## Work required
When you reach the line containing "pub type DynamicPatchFn", stop after it; until then, copy each line of the listing exactly, starting with the first.

## Recorded data
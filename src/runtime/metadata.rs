//! Style metadata attached to styled components

use super::props::combine_attrs;
use super::registry::{style_map_to_object, CompiledStyles, StyleEntry, StyleSheetRegistry};
use super::{Interpolation, Props, StyleObject};
use crate::emitter::{DynamicPatchBuilder, InstructionSet};

use std::fmt;
use std::rc::Rc;

pub type DynamicPatchFn = Rc<dyn Fn(&Props) -> Option<StyleObject>>;
pub type AttrsFn = Rc<dyn Fn(&Props) -> Option<Props>>;

/// Default props: a fixed object or computed from the incoming props
#[derive(Clone)]
pub enum Attrs {
    Static(Props),
    Computed(AttrsFn),
}

impl Attrs {
    pub fn computed<F>(f: F) -> Self
    where
        F: Fn(&Props) -> Option<Props> + 'static,
    {
        Attrs::Computed(Rc::new(f))
    }

    pub fn resolve(&self, props: &Props) -> Option<Props> {
        match self {
            Attrs::Static(attrs) => Some(attrs.clone()),
            Attrs::Computed(f) => f(props),
        }
    }
}

impl fmt::Debug for Attrs {
    fn fmt(&self, f: &mut fmt::Formatter<'_>) -> fmt::Result {
        match self {
            Attrs::Static(attrs) => f.debug_tuple("Static").field(attrs).finish(),
            Attrs::Computed(_) => f.write_str("Computed(..)"),
        }
    }
}

#[derive(Clone, Default)]
pub struct StyleMetadata {
    pub compiled_styles: Option<CompiledStyles>,
    pub style_keys: Option<Vec<String>>,
    pub get_dynamic_patch: Option<DynamicPatchFn>,
    pub attrs: Option<Attrs>,
    pub debug: bool,
}

impl fmt::Debug for StyleMetadata {
    fn fmt(&self, f: &mut fmt::Formatter<'_>) -> fmt::Result {
        f.debug_struct("StyleMetadata")
            .field("compiled_styles", &self.compiled_styles)
            .field("style_keys", &self.style_keys)
            .field("get_dynamic_patch", &self.get_dynamic_patch.is_some())
            .field("attrs", &self.attrs)
            .field("debug", &self.debug)
            .finish()
    }
}

impl StyleMetadata {
    /// Materialize an instruction set against a registry.
    ///
    /// `expressions` are the template's interpolations, indexed by the
    /// builder entries.
    pub fn from_instructions(
        instructions: &InstructionSet,
        expressions: &[Interpolation],
        registry: &mut StyleSheetRegistry,
    ) -> Self {
        let mut metadata = StyleMetadata::default();

        if let Some(registration) = &instructions.style_sheet_registration {
            let compiled = registry.create([(
                registration.key.clone(),
                style_map_to_object(&registration.properties),
            )]);
            metadata.compiled_styles = Some(compiled);
            metadata.style_keys = Some(vec![registration.key.clone()]);
        }

        if let Some(builder) = &instructions.dynamic_patch_builder {
            metadata.get_dynamic_patch = Some(build_dynamic_patch(builder, expressions));
        }

        metadata
    }

    pub fn with_attrs(mut self, attrs: Option<Attrs>) -> Self {
        self.attrs = attrs;
        self
    }

    pub fn style_keys(&self) -> &[String] {
        self.style_keys.as_deref().unwrap_or(&[])
    }

    pub fn has_dynamic_patch(&self) -> bool {
        self.get_dynamic_patch.is_some()
    }

    pub fn dynamic_patch(&self, props: &Props) -> Option<StyleObject> {
        self.get_dynamic_patch.as_ref().and_then(|patch| patch(props))
    }

    /// Registered entries in `style_keys` order; `None` when there are none.
    pub fn static_styles(&self) -> Option<Vec<StyleEntry>> {
        let compiled = self.compiled_styles.as_ref()?;
        let keys = self.style_keys();
        if keys.is_empty() {
            return None;
        }

        Some(
            keys.iter()
                .filter_map(|key| compiled.get(key).copied())
                .map(StyleEntry::Registered)
                .collect(),
        )
    }
}

/// Patch function for a builder: each entry evaluates its expression
/// against the props it is called with.
pub fn build_dynamic_patch(builder: &DynamicPatchBuilder, expressions: &[Interpolation]) -> DynamicPatchFn {
    let entries: Vec<(String, Interpolation)> = builder
        .entries
        .iter()
        .filter_map(|entry| {
            expressions
                .get(entry.expression_index)
                .map(|expr| (entry.property.clone(), expr.clone()))
        })
        .collect();

    Rc::new(move |props: &Props| {
        let patch: StyleObject = entries
            .iter()
            .map(|(property, expr)| (property.clone(), expr.evaluate(props)))
            .collect();
        Some(patch)
    })
}

/// Inherit from `base`: parent entries first, child wins on collisions.
pub fn merge_metadata(base: &StyleMetadata, child: &StyleMetadata) -> StyleMetadata {
    let compiled_styles = match (&base.compiled_styles, &child.compiled_styles) {
        (None, None) => None,
        (parent, own) => {
            let mut merged = parent.clone().unwrap_or_default();
            if let Some(own) = own {
                for (key, id) in own {
                    merged.insert(key.clone(), *id);
                }
            }
            Some(merged)
        }
    };

    let style_keys = match (&base.style_keys, &child.style_keys) {
        (None, None) => None,
        _ => Some(
            base.style_keys()
                .iter()
                .chain(child.style_keys())
                .cloned()
                .collect(),
        ),
    };

    StyleMetadata {
        compiled_styles,
        style_keys,
        get_dynamic_patch: create_combined_dynamic_patch(
            base.get_dynamic_patch.as_ref(),
            child.get_dynamic_patch.as_ref(),
        ),
        attrs: combine_attrs(base.attrs.clone(), child.attrs.clone()),
        debug: base.debug || child.debug,
    }
}

/// Both patches see the same props; the child's properties override.
pub fn create_combined_dynamic_patch(
    base: Option<&DynamicPatchFn>,
    child: Option<&DynamicPatchFn>,
) -> Option<DynamicPatchFn> {
    match (base, child) {
        (None, None) => None,
        (Some(only), None) | (None, Some(only)) => Some(only.clone()),
        (Some(base), Some(child)) => {
            let base = base.clone();
            let child = child.clone();
            Some(Rc::new(move |props: &Props| {
                super::merger::merge_dynamic_patches(base(props), child(props))
            }))
        }
    }
}
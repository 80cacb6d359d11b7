//! Core data types shared by the parser, emitter and runtime

use indexmap::IndexMap;
use serde::{Serialize, Serializer};
use serde_json::Value;
use std::fmt;

use crate::utils::contains_placeholder;

/// Typed declaration value
#[derive(Debug, Clone, PartialEq)]
pub enum StyleValue {
    Number(f64),
    Text(String),
}

impl StyleValue {
    pub fn text(value: impl Into<String>) -> Self {
        StyleValue::Text(value.into())
    }

    pub fn as_str(&self) -> Option<&str> {
        match self {
            StyleValue::Text(text) => Some(text),
            StyleValue::Number(_) => None,
        }
    }

    pub fn as_number(&self) -> Option<f64> {
        match self {
            StyleValue::Number(n) => Some(*n),
            StyleValue::Text(_) => None,
        }
    }

    /// Numbers never carry a placeholder; only text can.
    pub fn has_placeholder(&self) -> bool {
        self.as_str().map_or(false, contains_placeholder)
    }

    pub fn to_json(&self) -> Value {
        match self {
            StyleValue::Number(n) => number_value(*n),
            StyleValue::Text(text) => Value::String(text.clone()),
        }
    }
}

impl fmt::Display for StyleValue {
    fn fmt(&self, f: &mut fmt::Formatter<'_>) -> fmt::Result {
        match self {
            StyleValue::Number(n) => write!(f, "{}", format_number(*n)),
            StyleValue::Text(text) => write!(f, "{}", text),
        }
    }
}

impl Serialize for StyleValue {
    fn serialize<S: Serializer>(&self, serializer: S) -> std::result::Result<S::Ok, S::Error> {
        match self {
            StyleValue::Number(n) if is_integral(*n) => serializer.serialize_i64(*n as i64),
            StyleValue::Number(n) => serializer.serialize_f64(*n),
            StyleValue::Text(text) => serializer.serialize_str(text),
        }
    }
}

impl From<f64> for StyleValue {
    fn from(n: f64) -> Self {
        StyleValue::Number(n)
    }
}

impl From<&str> for StyleValue {
    fn from(text: &str) -> Self {
        StyleValue::Text(text.to_string())
    }
}

/// Property map in insertion order. Overwriting a key keeps its first position.
pub type StyleMap = IndexMap<String, StyleValue>;

/// One raw `property: value` pair from a declaration block
#[derive(Debug, Clone, PartialEq, Eq)]
pub struct Declaration {
    pub property: String,
    pub value: String,
}

impl Declaration {
    /// Split on the first `:`. `None` when either side is empty after trimming.
    pub fn parse(raw: &str) -> Option<Self> {
        let (property, value) = raw.split_once(':')?;
        let property = property.trim();
        let value = value.trim();

        if property.is_empty() || value.is_empty() {
            return None;
        }

        Some(Self {
            property: property.to_string(),
            value: value.to_string(),
        })
    }
}

/// Properties that must be computed per render
#[derive(Debug, Clone, Default, PartialEq, Serialize)]
pub struct DynamicStyle {
    pub properties: StyleMap,
}

/// Result of parsing one declaration block
#[derive(Debug, Clone, Default, PartialEq, Serialize)]
pub struct StyleRule {
    #[serde(rename = "static")]
    pub static_styles: StyleMap,
    pub dynamic: Vec<DynamicStyle>,
}

impl StyleRule {
    pub fn is_empty(&self) -> bool {
        self.static_styles.is_empty() && self.dynamic.is_empty()
    }

    /// Every dynamic property in declaration order
    pub fn dynamic_properties(&self) -> impl Iterator<Item = (&String, &StyleValue)> {
        self.dynamic.iter().flat_map(|entry| entry.properties.iter())
    }
}

fn is_integral(n: f64) -> bool {
    n.is_finite() && n.fract() == 0.0 && n.abs() < 9_007_199_254_740_992.0
}

/// JSON number for a style value; integral values become JSON integers.
pub fn number_value(n: f64) -> Value {
    if is_integral(n) {
        Value::from(n as i64)
    } else {
        serde_json::Number::from_f64(n)
            .map(Value::Number)
            .unwrap_or(Value::Null)
    }
}

/// Number text the way a JS engine prints it (`16`, `1.5`, `-0.25`)
pub fn format_number(n: f64) -> String {
    if is_integral(n) {
        format!("{}", n as i64)
    } else {
        format!("{}", n)
    }
}
//! Inline `css` helper
//!
//! Compiled `css` blocks are not components: their static part is
//! registered once and their dynamic part is evaluated immediately with
//! empty props. The last patch is kept in a single cache slot so repeated
//! evaluations with unchanged values reuse it.

use super::merger::{expand_shorthand_properties, normalize_dynamic_patch};
use super::metadata::StyleMetadata;
use super::registry::{style_map_to_object, StyleEntry};
use super::{Props, StyleObject};
use crate::parser::Parser;
use crate::types::format_number;

use serde_json::Value;
use std::cell::{Cell, RefCell};

/// One entry is returned as is, anything else as a list.
#[derive(Debug, Clone, PartialEq)]
pub enum CssResult {
    Single(StyleEntry),
    List(Vec<StyleEntry>),
}

impl CssResult {
    pub fn entries(&self) -> Vec<StyleEntry> {
        match self {
            CssResult::Single(entry) => vec![entry.clone()],
            CssResult::List(entries) => entries.clone(),
        }
    }
}

#[derive(Debug)]
struct CachedPatch {
    hash: String,
    patch: StyleObject,
}

#[derive(Debug)]
pub struct CssStyle {
    metadata: StyleMetadata,
    cache: RefCell<Option<CachedPatch>>,
    cache_hits: Cell<usize>,
}

impl CssStyle {
    pub fn new(metadata: StyleMetadata) -> Self {
        Self {
            metadata,
            cache: RefCell::new(None),
            cache_hits: Cell::new(0),
        }
    }

    pub fn with_styles(&self) -> CssResult {
        let mut styles = self.metadata.static_styles().unwrap_or_default();

        if let Some(patch) = self.metadata.dynamic_patch(&Props::new()) {
            if !patch.is_empty() {
                styles.push(StyleEntry::Inline(self.memoized(patch)));
            }
        }

        if styles.len() == 1 {
            CssResult::Single(styles.remove(0))
        } else {
            CssResult::List(styles)
        }
    }

    /// Evaluations that reused the cached patch
    pub fn cache_hits(&self) -> usize {
        self.cache_hits.get()
    }

    fn memoized(&self, patch: StyleObject) -> StyleObject {
        let hash = Value::Object(patch.clone()).to_string();
        let mut cache = self.cache.borrow_mut();

        if let Some(cached) = cache.as_ref().filter(|cached| cached.hash == hash) {
            self.cache_hits.set(self.cache_hits.get() + 1);
            return cached.patch.clone();
        }

        let patch = expand_shorthand_properties(normalize_dynamic_patch(patch));
        *cache = Some(CachedPatch {
            hash,
            patch: patch.clone(),
        });
        patch
    }
}

/// One uncompiled `css` call site.
///
/// Interpolated values are substituted as text and the block is parsed on
/// every call; only the static result is kept.
#[derive(Debug, Default)]
pub struct CssCallSite {
    warned: Cell<bool>,
}

impl CssCallSite {
    pub fn new() -> Self {
        Self::default()
    }

    pub fn evaluate(&self, strings: &[&str], values: &[Value]) -> StyleObject {
        if !self.warned.replace(true) {
            log::warn!("css block is being parsed at runtime; enable the build-time transform");
        }

        let mut text = String::new();
        for (i, part) in strings.iter().enumerate() {
            text.push_str(part);
            if let Some(value) = values.get(i).filter(|_| i + 1 < strings.len()) {
                text.push_str(&interpolated_text(value));
            }
        }

        let mut parser = Parser::new();
        let rule = parser.parse(&text);
        for (property, _) in rule.dynamic_properties() {
            log::warn!("css: '{}' still holds a placeholder after interpolation, dropped", property);
        }
        style_map_to_object(&rule.static_styles)
    }
}

fn interpolated_text(value: &Value) -> String {
    match value {
        Value::String(text) => text.clone(),
        Value::Number(n) => n.as_f64().map(format_number).unwrap_or_else(|| n.to_string()),
        Value::Null | Value::Bool(false) => String::new(),
        other => other.to_string(),
    }
}

#[cfg(test)]
mod tests {
    use super::*;
    use crate::runtime::registry::StyleSheetRegistry;
    use serde_json::json;
    use std::rc::Rc;

    fn object(value: Value) -> StyleObject {
        match value {
            Value::Object(map) => map,
            _ => panic!("expected an object"),
        }
    }

    #[test]
    fn test_static_only_returns_single_entry() {
        let mut registry = StyleSheetRegistry::new();
        let compiled = registry.create([("base".to_string(), object(json!({ "fontSize": 16 })))]);
        let style = CssStyle::new(StyleMetadata {
            compiled_styles: Some(compiled),
            style_keys: Some(vec!["base".into()]),
            ..StyleMetadata::default()
        });
        assert_eq!(style.with_styles(), CssResult::Single(StyleEntry::Registered(1)));
        assert!(CssStyle::new(StyleMetadata::default()).with_styles() == CssResult::List(vec![]));
    }

    #[test]
    fn test_dynamic_patch_is_memoized() {
        let width = Rc::new(Cell::new(10));
        let source = Rc::clone(&width);

        let mut registry = StyleSheetRegistry::new();
        let compiled = registry.create([("base".to_string(), object(json!({ "flex": 1 })))]);
        let style = CssStyle::new(StyleMetadata {
            compiled_styles: Some(compiled),
            style_keys: Some(vec!["base".into()]),
            get_dynamic_patch: Some(Rc::new(move |props: &Props| {
                assert!(props.is_empty());
                Some(object(json!({ "width": format!("{}px", source.get()) })))
            })),
            ..StyleMetadata::default()
        });

        let first = style.with_styles();
        assert_eq!(
            first,
            CssResult::List(vec![
                StyleEntry::Registered(1),
                StyleEntry::Inline(object(json!({ "width": 10 }))),
            ])
        );
        assert_eq!(style.with_styles(), first);
        assert_eq!(style.cache_hits(), 1);

        width.set(20);
        let entries = style.with_styles().entries();
        assert_eq!(entries[1], StyleEntry::Inline(object(json!({ "width": 20 }))));
        assert_eq!(style.cache_hits(), 1);
    }

    #[test]
    fn test_runtime_call_site() {
        let site = CssCallSite::new();
        let style = site.evaluate(
            &["font-size: ", "px; color: ", "; padding: 4px 8px;"],
            &[json!(16), json!("#007AFF")],
        );
        assert_eq!(
            Value::Object(style),
            json!({ "fontSize": 16, "color": "#007AFF", "paddingVertical": 4, "paddingHorizontal": 8 })
        );
        assert!(site.warned.get());

        let style = site.evaluate(&["opacity: ", ";"], &[json!(0.5)]);
        assert_eq!(Value::Object(style), json!({ "opacity": 0.5 }));
    }
}
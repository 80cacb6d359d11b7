//! Instruction emitter
//!
//! Converts a parsed [`StyleRule`] into the declarative instructions a code
//! rewriter materializes: one stylesheet registration for the static map and
//! one dynamic-patch builder mapping properties to expression indices.

use crate::core::constants::{PATCH_PARAM_NAME, STYLE_ID_PREFIX, STYLE_KEY_BASE};
use crate::types::{StyleMap, StyleRule, StyleValue};
use crate::utils::placeholder_index;

use serde::Serialize;

/// Per-file emission state. Style ids only need to be unique within one unit.
#[derive(Debug, Clone)]
pub struct CompilationUnit {
    file_name: String,
    style_counter: usize,
}

impl CompilationUnit {
    pub fn new(file_name: impl Into<String>) -> Self {
        Self {
            file_name: file_name.into(),
            style_counter: 0,
        }
    }

    pub fn file_name(&self) -> &str {
        &self.file_name
    }

    pub fn next_style_id(&mut self) -> String {
        let id = format!("{}{}", STYLE_ID_PREFIX, self.style_counter);
        self.style_counter += 1;
        id
    }

    pub fn styles_registered(&self) -> usize {
        self.style_counter
    }
}

#[derive(Debug, Clone, PartialEq, Serialize)]
pub struct StyleSheetRegistration {
    pub id: String,
    pub key: String,
    pub properties: StyleMap,
}

#[derive(Debug, Clone, PartialEq, Eq, Serialize)]
#[serde(rename_all = "camelCase")]
pub struct DynamicEntry {
    pub property: String,
    pub expression_index: usize,
}

#[derive(Debug, Clone, PartialEq, Eq, Serialize)]
#[serde(rename_all = "camelCase")]
pub struct DynamicPatchBuilder {
    pub param_name: String,
    pub entries: Vec<DynamicEntry>,
}

/// Instructions for one style block. Both parts absent means "leave the
/// original construct alone".
#[derive(Debug, Clone, Default, PartialEq, Serialize)]
#[serde(rename_all = "camelCase")]
pub struct InstructionSet {
    #[serde(skip_serializing_if = "Option::is_none")]
    pub style_sheet_registration: Option<StyleSheetRegistration>,
    #[serde(skip_serializing_if = "Option::is_none")]
    pub dynamic_patch_builder: Option<DynamicPatchBuilder>,
}

#[derive(Debug, Clone, Copy, PartialEq)]
pub enum Instruction<'a> {
    RegisterStyleSheet(&'a StyleSheetRegistration),
    BuildDynamicPatch(&'a DynamicPatchBuilder),
}

impl InstructionSet {
    pub fn is_empty(&self) -> bool {
        self.style_sheet_registration.is_none() && self.dynamic_patch_builder.is_none()
    }

    pub fn is_static_only(&self) -> bool {
        self.style_sheet_registration.is_some() && self.dynamic_patch_builder.is_none()
    }

    /// Instructions in output order; a registration always precedes its uses.
    pub fn instructions(&self) -> Vec<Instruction<'_>> {
        let mut instructions = Vec::with_capacity(2);
        if let Some(registration) = &self.style_sheet_registration {
            instructions.push(Instruction::RegisterStyleSheet(registration));
        }
        if let Some(builder) = &self.dynamic_patch_builder {
            instructions.push(Instruction::BuildDynamicPatch(builder));
        }
        instructions
    }

    pub fn style_keys(&self) -> Vec<String> {
        self.style_sheet_registration
            .iter()
            .map(|registration| registration.key.clone())
            .collect()
    }
}

/// Emit the instruction set for `rule`.
///
/// `expression_count` is the length of the template's expression list; a
/// placeholder pointing past it is dropped.
pub fn emit(rule: &StyleRule, expression_count: usize, unit: &mut CompilationUnit) -> InstructionSet {
    let mut static_styles = StyleMap::with_capacity(rule.static_styles.len());
    let mut dynamic: Vec<(&String, &StyleValue)> = Vec::new();

    // Anything still carrying a marker in the static map is treated as dynamic
    for (property, value) in &rule.static_styles {
        if value.has_placeholder() {
            dynamic.push((property, value));
        } else {
            static_styles.insert(property.clone(), value.clone());
        }
    }
    dynamic.extend(rule.dynamic_properties());

    let mut entries = Vec::with_capacity(dynamic.len());
    for (property, value) in dynamic {
        match value.as_str().and_then(placeholder_index) {
            Some(index) if index < expression_count => entries.push(DynamicEntry {
                property: property.clone(),
                expression_index: index,
            }),
            _ => log::warn!(
                "{}: dropping dynamic '{}' ({}) with no matching expression",
                unit.file_name(),
                property,
                value
            ),
        }
    }

    let style_sheet_registration = if static_styles.is_empty() {
        None
    } else {
        Some(StyleSheetRegistration {
            id: unit.next_style_id(),
            key: STYLE_KEY_BASE.to_string(),
            properties: static_styles,
        })
    };

    let dynamic_patch_builder = if entries.is_empty() {
        None
    } else {
        Some(DynamicPatchBuilder {
            param_name: PATCH_PARAM_NAME.to_string(),
            entries,
        })
    };

    InstructionSet {
        style_sheet_registration,
        dynamic_patch_builder,
    }
}

#[cfg(test)]
mod tests {
    use super::*;
    use crate::parser::parse_css;
    use serde_json::json;

    #[test]
    fn test_static_only_block() {
        let mut unit = CompilationUnit::new("Button.tsx");
        let set = emit(&parse_css("padding: 4px 8px;"), 0, &mut unit);

        let registration = set.style_sheet_registration.as_ref().unwrap();
        assert_eq!(registration.id, "__ks0");
        assert_eq!(registration.key, "base");
        assert_eq!(registration.properties.len(), 2);
        assert!(set.dynamic_patch_builder.is_none());
        assert!(set.is_static_only());
        assert_eq!(set.style_keys(), vec!["base"]);
    }

    #[test]
    fn test_dynamic_only_block() {
        let mut unit = CompilationUnit::new("Card.tsx");
        let set = emit(&parse_css("background-color: __EXPR_0__;"), 1, &mut unit);

        assert!(set.style_sheet_registration.is_none());
        let builder = set.dynamic_patch_builder.as_ref().unwrap();
        assert_eq!(builder.param_name, "p");
        assert_eq!(
            builder.entries,
            vec![DynamicEntry {
                property: "backgroundColor".into(),
                expression_index: 0
            }]
        );
        // No registration, no id consumed
        assert_eq!(unit.styles_registered(), 0);
    }

    #[test]
    fn test_empty_block_emits_nothing() {
        let mut unit = CompilationUnit::new("Empty.tsx");
        let set = emit(&parse_css(""), 0, &mut unit);
        assert!(set.is_empty());
        assert!(set.instructions().is_empty());
        assert_eq!(serde_json::to_value(&set).unwrap(), json!({}));
    }

    #[test]
    fn test_registration_comes_first() {
        let mut unit = CompilationUnit::new("Mixed.tsx");
        let set = emit(&parse_css("color: __EXPR_0__; width: 10px"), 1, &mut unit);
        let instructions = set.instructions();
        assert_eq!(instructions.len(), 2);
        assert!(matches!(instructions[0], Instruction::RegisterStyleSheet(_)));
        assert!(matches!(instructions[1], Instruction::BuildDynamicPatch(_)));
    }

    #[test]
    fn test_ids_are_unique_per_unit() {
        let mut unit = CompilationUnit::new("Many.tsx");
        let first = emit(&parse_css("width: 1"), 0, &mut unit);
        let second = emit(&parse_css("width: 2"), 0, &mut unit);
        assert_eq!(first.style_sheet_registration.unwrap().id, "__ks0");
        assert_eq!(second.style_sheet_registration.unwrap().id, "__ks1");

        let mut other = CompilationUnit::new("Other.tsx");
        let third = emit(&parse_css("width: 3"), 0, &mut other);
        assert_eq!(third.style_sheet_registration.unwrap().id, "__ks0");
    }

    #[test]
    fn test_leaked_static_placeholder_and_missing_expression() {
        let mut rule = StyleRule::default();
        rule.static_styles.insert("color".into(), StyleValue::text("__EXPR_1__"));
        rule.static_styles.insert("width".into(), StyleValue::Number(4.0));

        let mut unit = CompilationUnit::new("Leak.tsx");
        let set = emit(&rule, 2, &mut unit);
        let registration = set.style_sheet_registration.unwrap();
        assert!(!registration.properties.contains_key("color"));
        assert_eq!(set.dynamic_patch_builder.unwrap().entries[0].expression_index, 1);

        let set = emit(&parse_css("color: __EXPR_5__"), 2, &mut unit);
        assert!(set.is_empty());
    }

    #[test]
    fn test_serialized_shape() {
        let mut unit = CompilationUnit::new("Shape.tsx");
        let set = emit(&parse_css("opacity: 0.5; color: __EXPR_0__"), 1, &mut unit);
        assert_eq!(
            serde_json::to_value(&set).unwrap(),
            json!({
                "styleSheetRegistration": { "id": "__ks0", "key": "base", "properties": { "opacity": 0.5 } },
                "dynamicPatchBuilder": { "paramName": "p", "entries": [{ "property": "color", "expressionIndex": 0 }] }
            })
        );
    }
}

## Finished task
filename src/runtime/metadata.rs
//! Style metadata attached to styled components

use super::props::combine_attrs;
use super::registry::{style_map_to_object, CompiledStyles, StyleEntry, StyleSheetRegistry};
use super::{Interpolation, Props, StyleObject};
use crate::emitter::{DynamicPatchBuilder, InstructionSet};

use std::fmt;
use std::rc::Rc;

pub type DynamicPatchFn = Rc<dyn Fn(&Props) -> Option<StyleObject>>;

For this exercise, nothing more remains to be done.